## 1. Imports

In [1]:
import requests
import pandas as pd
import re

from datetime import datetime
from bs4 import BeautifulSoup as bs

## 2. Functions

### 2.1 Scraping the categories and urls desired

In [2]:
def catalogue_urls(url):
    # This function intend to get the name and url of the book categories and put them in a dataframe 
    # that will be used afterwards
    
    # header to look real
    headers = {'User-Agent': 'Mozilla/5.0 (Macintosh; Intel Mac OS X 10_11_5) AppleWebKit/537.36 (KHTML, like Gecko) Chrome/50.0.2661.102 Safari/537.36'}
    
    # Access the root page and store it
    page = requests.get( url, headers=headers)
    
    # BeautifulSoup Object
    soup = bs( page.text, 'html.parser')
    
    #This is where I found the list including all the categories in the sidebar    
    catalogue_list = soup.find( 'ul', class_='nav nav-list').find_all('a')
    
    # Scraping the urls from all the categories
    catalogue_urls = [p.get('href') for p in catalogue_list]
    
    # Scraping the category names
    catalogue_list = [p.get_text().split() for p in catalogue_list]
    catalogue_list = [' '.join(strings) for strings in catalogue_list]
    
    # Creating a dataframe using the category names and the urls and filtering to get only the ones I need.
    catalogue_df = pd.DataFrame({'Catalogue':catalogue_list, 'urls': catalogue_urls})
    catalogue_true = ['Classics', 'Science Fiction', 'Humor', 'Business']
    catalogue = catalogue_df[catalogue_df['Catalogue'].isin(catalogue_true)]
    
    return catalogue

### 2.2 Book scraping

In [42]:
def scrapping(catalogue):
    # This function use the book categories and urls from the previous function to scrap the books informations

    # Creating an empty dataframe
    books_df_final = pd.DataFrame()
    
    # Root url
    root_url = 'https://books.toscrape.com/'
    
    # header to look real
    headers = {'User-Agent': 'Mozilla/5.0 (Macintosh; Intel Mac OS X 10_11_5) AppleWebKit/537.36 (KHTML, like Gecko) Chrome/50.0.2661.102 Safari/537.36'}
        
    for index, row in catalogue.iterrows():
        
        #extracting infos from the catalogue
        cat = row['Catalogue']
        end_url = row['urls']
        
        # uniting the two parts of the url 
        url = root_url + end_url
        
        # Access and store the page
        page = requests.get( url, headers=headers)

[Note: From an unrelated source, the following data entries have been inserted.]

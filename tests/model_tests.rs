/// Schema tests: upstream payload shapes decode into the canonical
/// models, and request bodies serialize with the exact camelCase names
/// the API expects.
use serde_json::json;

use spacetraders_sdk::{
    Contract, Data, DeliverContractRequest, Market, Paged, RegisterAgentRequest, SellCargoRequest,
    Ship, Survey, System, Waypoint,
};

mod common;
use common::*;

#[test]
fn ship_decodes_in_full() {
    let ship: Data<Ship> = serde_json::from_value(data(ship_json("RUSTY-VENTURES-1"))).unwrap();
    let ship = ship.data;

    assert_eq!(ship.symbol, "RUSTY-VENTURES-1");
    assert_eq!(ship.registration.faction_symbol, "COSMIC");
    assert_eq!(ship.nav.route.origin.symbol, "X1-DF55-69207D");
    assert_eq!(ship.frame.fuel_capacity, 400);
    assert_eq!(ship.mounts[0].deposits, vec!["IRON_ORE", "COPPER_ORE"]);
    assert_eq!(ship.cargo.inventory[0].units, 15);
    assert_eq!(ship.fuel.consumed.as_ref().unwrap().amount, 20);
    assert!(ship.nav.route.departure_time < ship.nav.route.arrival);
}

#[test]
fn paged_contract_list_decodes_with_meta() {
    let payload = paged(
        vec![contract_json("cl-1"), contract_json("cl-2")],
        2,
        1,
        10,
    );
    let page: Paged<Contract> = serde_json::from_value(payload).unwrap();

    assert_eq!(page.data.len(), 2);
    assert_eq!(page.meta.total, 2);
    assert_eq!(page.data[0].contract_type, "PROCUREMENT");
    assert_eq!(page.data[0].terms.payment.on_fulfilled, 120_000);
    assert_eq!(page.data[0].terms.deliver[0].units_required, 100);
}

#[test]
fn contract_without_delivery_terms_decodes() {
    let mut value = contract_json("cl-1");
    value["terms"]
        .as_object_mut()
        .unwrap()
        .remove("deliver");
    let contract: Contract = serde_json::from_value(value).unwrap();
    assert!(contract.terms.deliver.is_empty());
}

#[test]
fn system_carries_abbreviated_waypoints() {
    let system: System = serde_json::from_value(system_json("X1-DF55")).unwrap();

    assert_eq!(system.system_type, "ORANGE_STAR");
    assert_eq!(system.waypoints.len(), 1);
    assert_eq!(system.waypoints[0].orbitals[0].symbol, "X1-DF55-20250B");
    assert_eq!(system.factions[0].symbol, "COSMIC");
}

#[test]
fn uncharted_waypoint_decodes_without_chart_or_faction() {
    let mut value = waypoint_json("X1-DF55-99999X");
    value.as_object_mut().unwrap().remove("chart");
    value.as_object_mut().unwrap().remove("faction");
    let waypoint: Waypoint = serde_json::from_value(value).unwrap();

    assert!(waypoint.chart.is_none());
    assert!(waypoint.faction.is_none());
    assert_eq!(waypoint.traits[0].symbol, "MINERAL_DEPOSITS");
}

#[test]
fn market_defaults_docked_only_sections() {
    let market: Market = serde_json::from_value(market_json("X1-DF55-20250Z")).unwrap();
    assert!(market.trade_goods.is_empty());
    assert!(market.transactions.is_empty());

    let mut value = market_json("X1-DF55-20250Z");
    value["tradeGoods"] = json!([{
        "symbol": "IRON_ORE",
        "tradeVolume": 100,
        "supply": "ABUNDANT",
        "purchasePrice": 25,
        "sellPrice": 22
    }]);
    let market: Market = serde_json::from_value(value).unwrap();
    assert_eq!(market.trade_goods[0].sell_price, 22);
}

#[test]
fn register_request_round_trips() {
    let req = RegisterAgentRequest {
        faction: "COSMIC".into(),
        symbol: "RUSTY-VENTURES".into(),
        email: "ops@example.com".into(),
    };
    let encoded = serde_json::to_string(&req).unwrap();
    let decoded: RegisterAgentRequest = serde_json::from_str(&encoded).unwrap();
    assert_eq!(req, decoded);
}

#[test]
fn deliver_request_round_trips_with_camel_case_keys() {
    let req = DeliverContractRequest {
        ship_symbol: "SHIP-1".into(),
        trade_symbol: "IRON_ORE".into(),
        units: 42,
    };
    let value = serde_json::to_value(&req).unwrap();
    assert_eq!(
        value,
        json!({ "shipSymbol": "SHIP-1", "tradeSymbol": "IRON_ORE", "units": 42 })
    );

    let decoded: DeliverContractRequest = serde_json::from_value(value).unwrap();
    assert_eq!(req, decoded);
}

#[test]
fn sell_request_round_trips() {
    let req = SellCargoRequest {
        symbol: "IRON_ORE".into(),
        units: 15,
    };
    let value = serde_json::to_value(&req).unwrap();
    assert_eq!(value, json!({ "symbol": "IRON_ORE", "units": 15 }));
    let decoded: SellCargoRequest = serde_json::from_value(value).unwrap();
    assert_eq!(req, decoded);
}

#[test]
fn survey_round_trips_as_a_request_body() {
    // A survey is decoded from the create-survey response, then sent back
    // verbatim inside the extract body; both directions must agree.
    let survey: Survey = serde_json::from_value(survey_json("SIG-1")).unwrap();
    let encoded = serde_json::to_value(&survey).unwrap();
    let decoded: Survey = serde_json::from_value(encoded).unwrap();
    assert_eq!(survey, decoded);
    assert_eq!(decoded.deposits.len(), 2);
}

#[test]
fn extraction_yield_field_uses_raw_identifier() {
    let value = json!({
        "shipSymbol": "SHIP-1",
        "yield": { "symbol": "IRON_ORE", "units": 7 }
    });
    let extraction: spacetraders_sdk::Extraction = serde_json::from_value(value).unwrap();
    assert_eq!(extraction.r#yield.units, 7);
}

        # BeautifulSoup Object
        soup = bs( page.text, 'html.parser')

        #This is where I found the list of all books from the category
        books = soup.find( 'ol', class_='row')

        # Creating an empty dataframe
        books_df = pd.DataFrame()

        # Book title
        books_df['book_title'] = [p.get_text( 'title' ) for p in books.find_all('h3')]
        
        # Book price
        books_df['book_price'] = [p.get_text() for p in books.find_all( 'p', class_='price_color')]
        books_df['book_price'][:] = [item.replace("Â", "") for item in books_df['book_price']]

        # Book rate
        rating_list = (soup.find('ol', class_='row')).find_all('p', class_='star-rating')
        number_list = ['One', 'Two', 'Three', 'Four', 'Five']
        number_dict = {'One':1, 'Two':2, 'Three':3, 'Four':4, 'Five':5}

        regex = re.compile('|'.join(re.escape(x) for x in number_list))
        books_df['book_rate'] = re.findall(regex,str(rating_list))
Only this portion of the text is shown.